Não sinto
Eu não sinto, idealizo.
Pois não sei o que é sentir
Vivo numa bolha de sentimentos,
Irreais, morais
Mas nada é real.
É tudo minha imaginação trabalhando
Em algo para que eu possa me agarrar.
Sei que não me engano.
De tanto fingir, passei a acreditar.
Transformei em verdade, aquilo que só estava e minha mente.
Passei a vaguear.
Entre dois mundos tornei-me descrente, de tão crente que me pus a pensar.
E o sentimento equivalente, que pensava sentir, nada mais é nada mais foi do que idealização.

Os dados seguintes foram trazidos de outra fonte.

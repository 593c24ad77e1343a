//! Azure Key Vault backend.
//!
//! Key Vault secret names allow only alphanumerics and hyphens, so logical
//! paths are normalized with [`crate::paths::normalize_name`] at this
//! boundary. The original `/`-delimited path is stored in a secret tag so
//! `list` can return logical paths.

use async_trait::async_trait;
use serde::Deserialize;

use crate::error::{Result, SecretsError};
use crate::paths::normalize_name;
use crate::{SecretMap, SecretsBackend};

const API_VERSION: &str = "7.4";
const PATH_TAG: &str = "gough-path";

/// Secrets backend speaking the Azure Key Vault REST API.
pub struct AzureKeyVaultBackend {
    client: reqwest::Client,
    vault_url: String,
    access_token: String,
}

#[derive(Deserialize)]
struct SecretBundle {
    value: String,
}

#[derive(Deserialize)]
struct SecretListResponse {
    value: Vec<SecretItem>,
    #[serde(rename = "nextLink")]
    next_link: Option<String>,
}

#[derive(Deserialize)]
struct SecretItem {
    #[serde(default)]
    tags: Option<std::collections::HashMap<String, String>>,
}

impl AzureKeyVaultBackend {
    /// Create a backend for the given vault URL and OAuth access token.
    ///
    /// # Errors
    ///
    /// Returns an error if the HTTP client cannot be constructed.
    pub fn new(vault_url: String, access_token: String) -> Result<Self> {
        let client = reqwest::Client::builder()
            .timeout(std::time::Duration::from_secs(30))
            .build()
            .map_err(|e| SecretsError::Backend(e.to_string()))?;
        Ok(Self {
            client,
            vault_url: vault_url.trim_end_matches('/').to_string(),
            access_token,
        })
    }

    fn secret_url(&self, path: &str) -> String {
        format!(
            "{}/secrets/{}?api-version={API_VERSION}",
            self.vault_url,
            normalize_name(path)
        )
    }
}

#[async_trait]
impl SecretsBackend for AzureKeyVaultBackend {
    async fn get(&self, path: &str) -> Result<SecretMap> {
        let response = self
            .client
            .get(self.secret_url(path))
            .bearer_auth(&self.access_token)
            .send()
            .await
            .map_err(|e| SecretsError::Backend(e.to_string()))?;

        match response.status() {
            reqwest::StatusCode::NOT_FOUND => Err(SecretsError::NotFound(path.to_string())),
            status if status.is_success() => {
                let bundle: SecretBundle = response
                    .json()
                    .await
                    .map_err(|e| SecretsError::Malformed(path.to_string(), e.to_string()))?;
                serde_json::from_str(&bundle.value)
                    .map_err(|e| SecretsError::Malformed(path.to_string(), e.to_string()))
            }
            status => Err(SecretsError::Backend(format!(
                "key vault returned {status} for {path}"
            ))),
        }
    }

    async fn set(&self, path: &str, data: SecretMap) -> Result<()> {
        let value = serde_json::to_string(&data)
            .map_err(|e| SecretsError::Malformed(path.to_string(), e.to_string()))?;
        let response = self
            .client
            .put(self.secret_url(path))
            .bearer_auth(&self.access_token)
            .json(&serde_json::json!({
                "value": value,
                "tags": { PATH_TAG: path },
            }))
            .send()
            .await
            .map_err(|e| SecretsError::Backend(e.to_string()))?;

        if response.status().is_success() {
            Ok(())
        } else {
            Err(SecretsError::Backend(format!(
                "key vault returned {} writing {path}",
                response.status()
            )))
        }
    }

    async fn delete(&self, path: &str) -> Result<()> {
        let response = self
            .client
            .delete(self.secret_url(path))
            .bearer_auth(&self.access_token)
            .send()
            .await
            .map_err(|e| SecretsError::Backend(e.to_string()))?;

        if response.status().is_success() || response.status() == reqwest::StatusCode::NOT_FOUND {
            Ok(())
        } else {
            Err(SecretsError::Backend(format!(
                "key vault returned {} deleting {path}",
                response.status()
            )))
        }
    }

    async fn list(&self, prefix: &str) -> Result<Vec<String>> {
        let mut url = format!("{}/secrets?api-version={API_VERSION}", self.vault_url);
        let mut paths = Vec::new();

        loop {
            let response = self
                .client
                .get(&url)
                .bearer_auth(&self.access_token)
                .send()
                .await
                .map_err(|e| SecretsError::Backend(e.to_string()))?;

            if !response.status().is_success() {
                return Err(SecretsError::Backend(format!(
                    "key vault returned {} listing secrets",
                    response.status()
                )));
            }

            let page: SecretListResponse = response
                .json()
                .await
                .map_err(|e| SecretsError::Malformed(prefix.to_string(), e.to_string()))?;

            for item in page.value {
                if let Some(path) = item.tags.and_then(|mut t| t.remove(PATH_TAG)) {
                    if path.starts_with(prefix) {
                        paths.push(path);
                    }
                }
            }

            match page.next_link {
                Some(next) => url = next,
                None => break,
            }
        }

        paths.sort_unstable();
        Ok(paths)
    }
}

#[cfg(test)]
mod tests {
    use super::*;
    use wiremock::matchers::{method, path, query_param};
    use wiremock::{Mock, MockServer, ResponseTemplate};

    #[tokio::test]
    async fn get_uses_normalized_name() {
        let server = MockServer::start().await;
        Mock::given(method("GET"))
            .and(path("/secrets/ssh-ca-default-private-key"))
            .and(query_param("api-version", API_VERSION))
            .respond_with(ResponseTemplate::new(200).set_body_json(serde_json::json!({
                "value": "{\"pem\":\"data\"}"
            })))
            .mount(&server)
            .await;

        let backend =
            AzureKeyVaultBackend::new(server.uri(), "token".into()).unwrap();
        let value = backend.get("ssh-ca/default/private_key").await.unwrap();
        assert_eq!(value["pem"], "data");
    }

    #[tokio::test]
    async fn list_filters_by_logical_prefix() {
        let server = MockServer::start().await;
        Mock::given(method("GET"))
            .and(path("/secrets"))
            .respond_with(ResponseTemplate::new(200).set_body_json(serde_json::json!({
                "value": [
                    { "tags": { "gough-path": "cloud/aws/credentials" } },
                    { "tags": { "gough-path": "ssh-ca/default/private_key" } },
                    { "tags": {} }
                ]
            })))
            .mount(&server)
            .await;

        let backend =
            AzureKeyVaultBackend::new(server.uri(), "token".into()).unwrap();
        let paths = backend.list("cloud/").await.unwrap();
        assert_eq!(paths, vec!["cloud/aws/credentials"]);
    }
}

Mera criação. Da minha mente louca, vã.
Pois não sei o que é sentir.
Nunca experimentei tal sentimento, puro e sadio, como as águas cristalinas de um rio.
Apenas sonhei
Com sua transparência
A suavidade de suas ondas
Sua liberdade de locomoção
E sua beleza.
Tão ignóbil sou.
Prendendo-se a algo que nem sabe se existe.

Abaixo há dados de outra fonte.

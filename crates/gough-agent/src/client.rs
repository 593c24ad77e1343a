//! Management server client.
//!
//! Enrollment, token rotation, and the heartbeat channel. The heartbeat
//! timeout is shorter than the interval so a slow server cannot back up
//! the loop.

use std::time::Duration;

use serde::{Deserialize, Serialize};
use thiserror::Error;

use gough_core::{AgentId, SessionId};

use crate::config::AgentConfig;

const REQUEST_TIMEOUT: Duration = Duration::from_secs(30);
const HEARTBEAT_TIMEOUT: Duration = Duration::from_secs(10);

/// Errors from management server calls.
#[derive(Debug, Error)]
pub enum ClientError {
    /// 401: bad or expired credentials.
    #[error("unauthorized: {0}")]
    Unauthorized(String),

    /// 403: the agent is suspended.
    #[error("forbidden: {0}")]
    Forbidden(String),

    /// 409: the enrollment key was already used.
    #[error("conflict: {0}")]
    Conflict(String),

    /// Any other non-success response.
    #[error("server returned {status}: {body}")]
    Http {
        /// HTTP status code.
        status: u16,
        /// Response body.
        body: String,
    },

    /// Network failure.
    #[error("transport error: {0}")]
    Transport(#[from] reqwest::Error),
}

/// Body of the enrollment request.
#[derive(Debug, Serialize)]
pub struct EnrollBody {
    /// Agent hostname.
    pub hostname: String,
    /// Agent public IP.
    pub ip_address: String,
    /// Agent version.
    pub agent_version: String,
    /// Offered capabilities.
    pub capabilities: Vec<String>,
    /// Reverse-SSH port.
    pub rssh_port: u16,
}

/// Enrollment response.
#[derive(Debug, Deserialize)]
pub struct EnrollReply {
    /// Assigned agent id.
    pub agent_id: AgentId,
    /// Access token.
    pub access_token: String,
    /// Refresh token.
    pub refresh_token: String,
    /// CA public key to cache for certificate validation.
    pub ca_public_key: String,
    /// Server-directed configuration.
    pub config: EnrollConfig,
}

/// Configuration section of the enrollment response.
#[derive(Debug, Deserialize)]
pub struct EnrollConfig {
    /// Seconds between heartbeats.
    pub heartbeat_interval_s: u64,
}

/// Token rotation response.
#[derive(Debug, Deserialize)]
pub struct RefreshReply {
    /// New access token.
    pub access_token: String,
    /// New refresh token.
    pub refresh_token: String,
}

/// Host resource usage reported in heartbeats.
#[derive(Debug, Default, Serialize)]
pub struct ResourceUsage {
    /// CPU utilization percentage.
    pub cpu_percent: f32,
    /// Memory utilization percentage.
    pub mem_percent: f32,
    /// Available memory in MB.
    pub mem_available_mb: u64,
    /// Open connection count.
    pub connections: u32,
}

/// Heartbeat body.
#[derive(Debug, Serialize)]
pub struct HeartbeatBody {
    /// This agent.
    pub agent_id: AgentId,
    /// Agent-reported status.
    pub status: String,
    /// Live PTY session count.
    pub active_sessions: u32,
    /// Sessions that ended since the previous heartbeat.
    pub closed_sessions: Vec<SessionId>,
    /// Host resource usage.
    pub resource_usage: ResourceUsage,
    /// Send time.
    pub timestamp: chrono::DateTime<chrono::Utc>,
}

/// A command from the heartbeat response.
#[derive(Debug, Clone, PartialEq, Eq, Deserialize)]
#[serde(tag = "type", rename_all = "snake_case")]
pub enum ServerCommand {
    /// Re-read the local configuration.
    ReloadConfig,
    /// Close one PTY session.
    TerminateSession {
        /// The session to close.
        session_id: SessionId,
    },
    /// Stop gracefully.
    Shutdown,
}

#[derive(Debug, Deserialize)]
struct HeartbeatReply {
    #[serde(default)]
    commands: Vec<ServerCommand>,
}

/// HTTP client for the management server.
pub struct ManagementClient {
    client: reqwest::Client,
    base_url: String,
}

impl ManagementClient {
    /// Build a client from the agent configuration.
    ///
    /// # Errors
    ///
    /// Returns an error if the HTTP client cannot be constructed.
    pub fn new(config: &AgentConfig) -> Result<Self, ClientError> {
        let mut builder = reqwest::Client::builder().timeout(REQUEST_TIMEOUT);
        if !config.verify_ssl {
            tracing::warn!("TLS verification disabled (GOUGH_VERIFY_SSL=false)");
            builder = builder.danger_accept_invalid_certs(true);
        }
        Ok(Self {
            client: builder.build()?,
            base_url: config.management_server.clone(),
        })
    }

    /// Redeem an enrollment key.
    ///
    /// # Errors
    ///
    /// Returns [`ClientError::Unauthorized`] for invalid keys and
    /// [`ClientError::Conflict`] for used ones.
    pub async fn enroll(&self, key: &str, body: &EnrollBody) -> Result<EnrollReply, ClientError> {
        let response = self
            .client
            .post(format!("{}/api/v1/agents/enroll", self.base_url))
            .header("X-Enrollment-Key", key)
            .json(body)
            .send()
            .await?;
        Self::parse(response).await
    }

    /// Rotate the token pair.
    ///
    /// # Errors
    ///
    /// Returns [`ClientError::Unauthorized`] for rotated-out tokens; the
    /// agent surfaces this to the operator since its identity is gone.
    pub async fn refresh(&self, refresh_token: &str) -> Result<RefreshReply, ClientError> {
        let response = self
            .client
            .post(format!("{}/api/v1/agents/refresh", self.base_url))
            .json(&serde_json::json!({ "refresh_token": refresh_token }))
            .send()
            .await?;
        Self::parse(response).await
    }

    /// Send one heartbeat and receive queued commands.
    ///
    /// # Errors
    ///
    /// Returns [`ClientError::Forbidden`] when suspended and
    /// [`ClientError::Unauthorized`] when the access token expired.
    pub async fn heartbeat(
        &self,
        access_token: &str,
        body: &HeartbeatBody,
    ) -> Result<Vec<ServerCommand>, ClientError> {
        let response = self
            .client
            .post(format!("{}/api/v1/agents/heartbeat", self.base_url))
            .timeout(HEARTBEAT_TIMEOUT)
            .bearer_auth(access_token)
            .json(body)
            .send()
            .await?;
        let reply: HeartbeatReply = Self::parse(response).await?;
        Ok(reply.commands)
    }

    async fn parse<T: serde::de::DeserializeOwned>(
        response: reqwest::Response,
    ) -> Result<T, ClientError> {
        let status = response.status();
        if status.is_success() {
            return Ok(response.json().await?);
        }

        let body = response.text().await.unwrap_or_default();
        Err(match status.as_u16() {
            401 => ClientError::Unauthorized(body),
            403 => ClientError::Forbidden(body),
            409 => ClientError::Conflict(body),
            code => ClientError::Http { status: code, body },
        })
    }
}

#[cfg(test)]
mod tests {
    use super::*;
    use wiremock::matchers::{header, method, path};
    use wiremock::{Mock, MockServer, ResponseTemplate};

    fn config(server: &MockServer) -> AgentConfig {
        AgentConfig {
            management_server: server.uri(),
            enrollment_key: Some("a1b2".to_string()),
            rssh_port: 2222,
            heartbeat_interval_s: 30,
            verify_ssl: true,
            state_dir: std::path::PathBuf::from("/tmp"),
            allow_root_fallback: false,
        }
    }

    fn enroll_body() -> EnrollBody {
        EnrollBody {
            hostname: "agent-1".to_string(),
            ip_address: "10.0.0.5".to_string(),
            agent_version: "1.0.0".to_string(),
            capabilities: vec!["ssh".to_string()],
            rssh_port: 2222,
        }
    }

    #[tokio::test]
    async fn enroll_sends_key_header() {
        let server = MockServer::start().await;
        let agent_id = AgentId::generate();
        Mock::given(method("POST"))
            .and(path("/api/v1/agents/enroll"))
            .and(header("X-Enrollment-Key", "a1b2"))
            .respond_with(ResponseTemplate::new(201).set_body_json(serde_json::json!({
                "agent_id": agent_id,
                "access_token": "at",
                "refresh_token": "rt",
                "ca_public_key": "ssh-rsa AAAA",
                "config": { "heartbeat_interval_s": 30 },
            })))
            .mount(&server)
            .await;

        let client = ManagementClient::new(&config(&server)).unwrap();
        let reply = client.enroll("a1b2", &enroll_body()).await.unwrap();
        assert_eq!(reply.agent_id, agent_id);
        assert!(reply.ca_public_key.starts_with("ssh-rsa "));
        assert_eq!(reply.config.heartbeat_interval_s, 30);
    }

    #[tokio::test]
    async fn used_key_is_conflict() {
        let server = MockServer::start().await;
        Mock::given(method("POST"))
            .and(path("/api/v1/agents/enroll"))
            .respond_with(ResponseTemplate::new(409).set_body_string("already used"))
            .mount(&server)
            .await;

        let client = ManagementClient::new(&config(&server)).unwrap();
        let result = client.enroll("a1b2", &enroll_body()).await;
        assert!(matches!(result, Err(ClientError::Conflict(_))));
    }

    #[tokio::test]
    async fn heartbeat_parses_commands() {
        let server = MockServer::start().await;
        let session_id = SessionId::generate();
        Mock::given(method("POST"))
            .and(path("/api/v1/agents/heartbeat"))
            .and(header("Authorization", "Bearer at"))
            .respond_with(ResponseTemplate::new(200).set_body_json(serde_json::json!({
                "commands": [
                    { "type": "terminate_session", "session_id": session_id },
                    { "type": "reload_config" },
                ],
            })))
            .mount(&server)
            .await;

        let client = ManagementClient::new(&config(&server)).unwrap();
        let body = HeartbeatBody {
            agent_id: AgentId::generate(),
            status: "healthy".to_string(),
            active_sessions: 0,
            closed_sessions: vec![],
            resource_usage: ResourceUsage::default(),
            timestamp: chrono::Utc::now(),
        };
        let commands = client.heartbeat("at", &body).await.unwrap();
        assert_eq!(commands.len(), 2);
        assert_eq!(
            commands[0],
            ServerCommand::TerminateSession { session_id }
        );
    }

    #[tokio::test]
    async fn suspension_is_forbidden() {
        let server = MockServer::start().await;
        Mock::given(method("POST"))
            .and(path("/api/v1/agents/heartbeat"))
            .respond_with(ResponseTemplate::new(403).set_body_string("suspended"))
            .mount(&server)
            .await;

        let client = ManagementClient::new(&config(&server)).unwrap();
        let body = HeartbeatBody {
            agent_id: AgentId::generate(),
            status: "healthy".to_string(),
            active_sessions: 0,
            closed_sessions: vec![],
            resource_usage: ResourceUsage::default(),
            timestamp: chrono::Utc::now(),
        };
        let result = client.heartbeat("at", &body).await;
        assert!(matches!(result, Err(ClientError::Forbidden(_))));
    }
}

Se eu idealizo, quem mais não fará isso.
E se o amor na verdade não passar de fruto da imaginação?
Idealização? Mera ilusão?
Não sei. Nunca sei.
Mas pra quê quero saber?
Eu não sinto.
Já me basta o que sofro quando idealizo.
Se sentir faz sofrer, é melhor não ter.
Pois a idealização concede o prazer de ser e ao mesmo tempo não ser.
Deixa aquela pulga atrás da orelha.
Deixa pensar que é você, quando na verdade não é ninguém.
É tudo ilusão.
Pois não sentir traz emoção, um vazio por dentro
Que transformamos em poesia, canção.
Pois é isso que o poeta faz.
Cria sentimentos, que embora não sinta desperta no leitor emoções que purificam a alma.
No lugar do desespero cria o amor, no lugar da tristeza a felicidade.
Tudo ilusão.
O poeta não sente.
Mas realiza-se através do que idealiza.